This exercise needs the complete data reproduced exactly.

== Records provided ==

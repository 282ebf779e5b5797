use crate::library::logger::interface::Logger;
use chrono::Utc;
use std::sync::Arc;

#[derive(Debug, Clone)]
pub struct LoggerConsole {
    namespace: Option<String>,
    timezone: chrono::FixedOffset,
}

impl LoggerConsole {
    pub fn new(timezone: chrono::FixedOffset) -> Self {
        Self {
            namespace: None,
            timezone,
        }
    }

    fn line(&self, message: &str) -> String {
        let local_time = Utc::now().with_timezone(&self.timezone);
        let formatted = local_time.format("%Y-%m-%d %I:%M:%S%.3f %p");
        match &self.namespace {
            Some(namespace) => format!("[{}] {}: {}", formatted, namespace, message),
            None => format!("[{}] {}", formatted, message),
        }
    }
}

impl Logger for LoggerConsole {
    fn info(&self, message: &str) -> Result<(), Box<dyn std::error::Error + Send + Sync>> {
        println!("{}", self.line(message));
        Ok(())
    }

    fn error(&self, message: &str) -> Result<(), Box<dyn std::error::Error + Send + Sync>> {
        eprintln!("{}", self.line(message));
        Ok(())
    }

    fn with_namespace(&self, namespace: &str) -> Arc<dyn Logger + Send + Sync> {
        let new_namespace = match &self.namespace {
            Some(current) => format!("{}:{}", current, namespace),
            None => namespace.to_string(),
        };

        Arc::new(LoggerConsole {
            namespace: Some(new_namespace),
            timezone: self.timezone,
        })
    }
}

===

Result:
repository 282ebf779e5b5797
use crate::library::logger::interface::Logger;
use chrono::Utc;
use std::sync::Arc;

#[derive(Debug, Clone)]
pub struct LoggerConsole {
    namespace: Option<String>,
    timezone: chrono::FixedOffset,
}

impl LoggerConsole {
    pub fn new(timezone: chrono::FixedOffset) -> Self {
        Self {
            namespace: None,
            timezone,
        }
    }

    fn line(&self, message: &str) -> String {
        let local_time = Utc::now().with_timezone(&self.timezone);
        let formatted = local_time.format("%Y-%m-%d %I:%M:%S%.3f %p");
        match &self.namespace {
            Some(namespace) => format!("[{}] {}: {}", formatted, namespace, message),
            None => format!("[{}] {}", formatted, message),
        }
    }
}

impl Logger for LoggerConsole {
    fn info(&self, message: &str) -> Result<(), Box<dyn std::error::Error + Send + Sync>> {
        println!("{}", self.line(message));
        Ok(())
    }

    fn error(&self, message: &str) -> Result<(), Box<dyn std::error::Error + Send + Sync>> {
        eprintln!("{}", self.line(message));
        Ok(())
    }

    fn with_namespace(&self, namespace: &str) -> Arc<dyn Logger + Send + Sync> {
        let new_namespace = match &self.namespace {
            Some(current) => format!("{}:{}", current, namespace),
            None => namespace.to_string(),
        };

        Arc::new(LoggerConsole {
            namespace: Some(new_namespace),
            timezone: self.timezone,
        })
    }
}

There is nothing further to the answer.